→ Action item:
Below is a listing. Set down exactly the lines from the one containing "static SYSTEM_PACKAGE: LazyLock<Option<Regex>>" through the one containing "fn is_match(pattern: &LazyLock<Option<Regex>>, value: &str)", both ends included, and leave out the rest.

→ Data for this exercise:
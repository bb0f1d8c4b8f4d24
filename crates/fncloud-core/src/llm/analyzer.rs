// Copyright (C) 2025 SyncMyOrders Sp. z o.o.
// SPDX-License-Identifier: AGPL-3.0-or-later
//! Fallback dependency analysis.
//!
//! The prompt carries only the function source and the unresolved symbols,
//! both bounded. The answer must be a JSON object of the form
//!
//! ```json
//! {"packages": [{"name": "md-5", "version": "0.10"}], "system_packages": ["libssl-dev"]}
//! ```
//!
//! Any entry that fails validation rejects the whole answer.

use std::sync::{Arc, LazyLock};
use std::time::Duration;

use regex::Regex;
use serde::Deserialize;
use tracing::{debug, info, warn};

use super::{LanguageModel, LlmError};
use crate::dependency::{DependencySet, DependencySource, Requirement};
use crate::error::{Error, Result};

/// Source bytes included in a prompt.
pub const MAX_PROMPT_SOURCE_BYTES: usize = 8 * 1024;
/// Unresolved symbols included in a prompt.
pub const MAX_PROMPT_SYMBOLS: usize = 64;
/// Characters kept per symbol.
pub const MAX_SYMBOL_CHARS: usize = 128;

// Patterns are literals; `None` would fail every match closed
static PACKAGE_NAME: LazyLock<Option<Regex>> =
    LazyLock::new(|| Regex::new(r"^[A-Za-z][A-Za-z0-9_-]{0,63}$").ok());

static SYSTEM_PACKAGE: LazyLock<Option<Regex>> =
    LazyLock::new(|| Regex::new(r"^[a-z0-9][a-z0-9+.-]{0,63}$").ok());

static VERSION_COMPARATOR: LazyLock<Option<Regex>> = LazyLock::new(|| {
    Regex::new(r"^(=|\^|~|>=|<=|>|<)?\s*\d+(\.(\d+|\*))?(\.(\d+|\*))?(-[0-9A-Za-z.-]+)?$").ok()
});

fn is_match(pattern: &LazyLock<Option<Regex>>, value: &str) -> bool {
    pattern.as_ref().is_some_and(|re| re.is_match(value))
}

const STD_CRATES: &[&str] = &["std", "core", "alloc", "proc_macro", "test"];

#[derive(Debug, Deserialize)]
#[serde(deny_unknown_fields)]
struct AnalysisAnswer {
    packages: Vec<AnalysisPackage>,
    #[serde(default)]
    system_packages: Vec<String>,
}

#[derive(Debug, Deserialize)]
#[serde(deny_unknown_fields)]
struct AnalysisPackage {
    name: String,
    #[serde(default)]
    version: Option<String>,
}

/// Asks a [`LanguageModel`] about symbols static analysis could not place.
#[derive(Clone)]
pub struct FallbackAnalyzer {
    model: Arc<dyn LanguageModel>,
    timeout: Duration,
}

impl FallbackAnalyzer {
    /// `timeout` bounds the whole analysis, retry included.
    pub fn new(model: Arc<dyn LanguageModel>, timeout: Duration) -> Self {
        Self { model, timeout }
    }

    pub fn timeout(&self) -> Duration {
        self.timeout
    }

    /// Analyze `source` for `unresolved` symbols. Every returned requirement
    /// is tagged [`DependencySource::Llm`].
    ///
    /// Retries once on a transient failure. Parse and validation failures are
    /// never retried.
    pub async fn analyze(&self, source: &str, unresolved: &[String]) -> Result<DependencySet> {
        let prompt = build_prompt(source, unresolved);
        info!(
            model = %self.model.name(),
            symbols = unresolved.len(),
            "Running fallback dependency analysis"
        );

        let exchange = async {
            match self.model.complete(&prompt).await {
                Err(LlmError::Transient(cause)) => {
                    warn!(error = %cause, "Transient analysis failure, retrying once");
                    self.model.complete(&prompt).await
                }
                other => other,
            }
        };

        let answer = tokio::time::timeout(self.timeout, exchange)
            .await
            .map_err(|_| Error::timeout("dependency analysis", self.timeout))?
            .map_err(|e| match e {
                LlmError::Transient(cause) | LlmError::Unavailable(cause) => {
                    Error::AnalysisUnavailable(cause)
                }
                LlmError::InvalidResponse(cause) => Error::AnalysisInvalid(cause),
            })?;

        parse_answer(&answer)
    }
}

/// Build the bounded prompt. Nothing but the source and the symbols goes in.
pub(crate) fn build_prompt(source: &str, unresolved: &[String]) -> String {
    let source = truncate_at_char_boundary(source, MAX_PROMPT_SOURCE_BYTES);
    let symbols: Vec<String> = unresolved
        .iter()
        .take(MAX_PROMPT_SYMBOLS)
        .map(|s| {
            s.chars()
                .filter(|c| !c.is_control())
                .take(MAX_SYMBOL_CHARS)
                .collect()
        })
        .collect();

    format!(
        "You are analyzing a Rust function to find the crates it needs to compile and run.\n\
         Static analysis could not resolve these symbols: {}\n\n\
         Function source:\n```rust\n{}\n```\n\n\
         Reply with only a JSON object of the form \
         {{\"packages\": [{{\"name\": \"<crate name>\", \"version\": \"<cargo version requirement>\"}}], \
         \"system_packages\": [\"<debian package>\"]}}. \
         Do not list standard library crates.",
        symbols.join(", "),
        source
    )
}

fn truncate_at_char_boundary(s: &str, max: usize) -> &str {
    if s.len() <= max {
        return s;
    }
    let mut end = max;
    while !s.is_char_boundary(end) {
        end -= 1;
    }
    &s[..end]
}

/// Strict parse of a model answer.
pub(crate) fn parse_answer(answer: &str) -> Result<DependencySet> {
    let (Some(start), Some(end)) = (answer.find('{'), answer.rfind('}')) else {
        return Err(Error::AnalysisInvalid("no JSON object in response".to_string()));
    };
    if end < start {
        return Err(Error::AnalysisInvalid("no JSON object in response".to_string()));
    }

    let parsed: AnalysisAnswer = serde_json::from_str(&answer[start..=end])
        .map_err(|e| Error::AnalysisInvalid(format!("response does not match schema: {}", e)))?;

    let mut set = DependencySet::new();
    for package in parsed.packages {
        let name = package.name.trim();
        if !is_match(&PACKAGE_NAME, name) {
            return Err(Error::AnalysisInvalid(format!(
                "unsafe package name {:?}",
                package.name
            )));
        }
        if STD_CRATES.contains(&name) {
            debug!(package = %name, "Dropping standard library crate from analysis");
            continue;
        }

        let mut requirement = Requirement::new(name).with_source(DependencySource::Llm);
        match package.version.as_deref().map(str::trim) {
            None | Some("") => {}
            Some(version) if is_version_requirement(version) => {
                requirement = requirement.with_constraint(version);
            }
            Some(version) => {
                return Err(Error::AnalysisInvalid(format!(
                    "invalid version requirement {:?} for {}",
                    version, name
                )));
            }
        }
        set.insert(requirement);
    }

    for package in parsed.system_packages {
        let package = package.trim();
        if !is_match(&SYSTEM_PACKAGE, package) {
            return Err(Error::AnalysisInvalid(format!(
                "unsafe system package {:?}",
                package
            )));
        }
        set.add_system_package(package);
    }

    Ok(set)
}

/// Cargo version requirement: `*` or comma-separated comparators.
fn is_version_requirement(version: &str) -> bool {
    version == "*"
        || version
            .split(',')
            .all(|comparator| is_match(&VERSION_COMPARATOR, comparator.trim()))
}

#[cfg(test)]
mod tests {
    use super::*;

    #[test]
    fn test_parse_answer_with_surrounding_prose() {
        let set = parse_answer(
            "Sure! Here you go:\n{\"packages\": [{\"name\": \"md-5\", \"version\": \"0.10\"}]}\nHope this helps.",
        )
        .unwrap();
        let md5 = set.get("md-5").unwrap();
        assert_eq!(md5.constraint.as_deref(), Some("0.10"));
        assert_eq!(md5.source, Some(DependencySource::Llm));
    }

    #[test]
    fn test_parse_answer_rejects_unsafe_names() {
        for name in ["../etc", "pkg; rm -rf /", "1abc", ""] {
            let answer = format!("{{\"packages\": [{{\"name\": {:?}}}]}}", name);
            assert!(
                matches!(parse_answer(&answer), Err(Error::AnalysisInvalid(_))),
                "{name} should be rejected"
            );
        }
    }

    #[test]
    fn test_parse_answer_rejects_unknown_fields() {
        let answer = r#"{"packages": [], "install_script": "curl | sh"}"#;
        assert!(matches!(parse_answer(answer), Err(Error::AnalysisInvalid(_))));
    }

    #[test]
    fn test_parse_answer_validates_versions() {
        assert!(parse_answer(r#"{"packages": [{"name": "rand", "version": ">=0.8, <0.9"}]}"#).is_ok());
        assert!(parse_answer(r#"{"packages": [{"name": "rand", "version": "*"}]}"#).is_ok());
        assert!(parse_answer(r#"{"packages": [{"name": "rand", "version": "~1.2.*"}]}"#).is_ok());
        assert!(matches!(
            parse_answer(r#"{"packages": [{"name": "rand", "version": "latest"}]}"#),
            Err(Error::AnalysisInvalid(_))
        ));
    }

    #[test]
    fn test_parse_answer_drops_std_and_keeps_system_packages() {
        let set = parse_answer(
            r#"{"packages": [{"name": "std"}, {"name": "openssl", "version": "0.10"}],
                "system_packages": ["libssl-dev"]}"#,
        )
        .unwrap();
        assert!(set.get("std").is_none());
        assert!(set.get("openssl").is_some());
        assert_eq!(set.system_packages(), &["libssl-dev".to_string()]);
    }

    #[test]
    fn test_parse_answer_without_json() {
        assert!(matches!(
            parse_answer("I cannot help with that"),
            Err(Error::AnalysisInvalid(_))
        ));
        assert!(matches!(
            parse_answer("} backwards {"),
            Err(Error::AnalysisInvalid(_))
        ));
    }

    #[test]
    fn test_prompt_is_bounded() {
        let source = "é".repeat(MAX_PROMPT_SOURCE_BYTES);
        let symbols: Vec<String> = (0..200).map(|i| format!("sym{}{}", i, "x".repeat(300))).collect();
        let prompt = build_prompt(&source, &symbols);

        assert!(prompt.len() < MAX_PROMPT_SOURCE_BYTES + MAX_PROMPT_SYMBOLS * (MAX_SYMBOL_CHARS + 2) + 1024);
        assert!(prompt.contains("sym63"));
        assert!(!prompt.contains("sym64"));
    }
}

→ Response to this task:
static SYSTEM_PACKAGE: LazyLock<Option<Regex>> =
    LazyLock::new(|| Regex::new(r"^[a-z0-9][a-z0-9+.-]{0,63}$").ok());

static VERSION_COMPARATOR: LazyLock<Option<Regex>> = LazyLock::new(|| {
    Regex::new(r"^(=|\^|~|>=|<=|>|<)?\s*\d+(\.(\d+|\*))?(\.(\d+|\*))?(-[0-9A-Za-z.-]+)?$").ok()
});

fn is_match(pattern: &LazyLock<Option<Regex>>, value: &str) -> bool {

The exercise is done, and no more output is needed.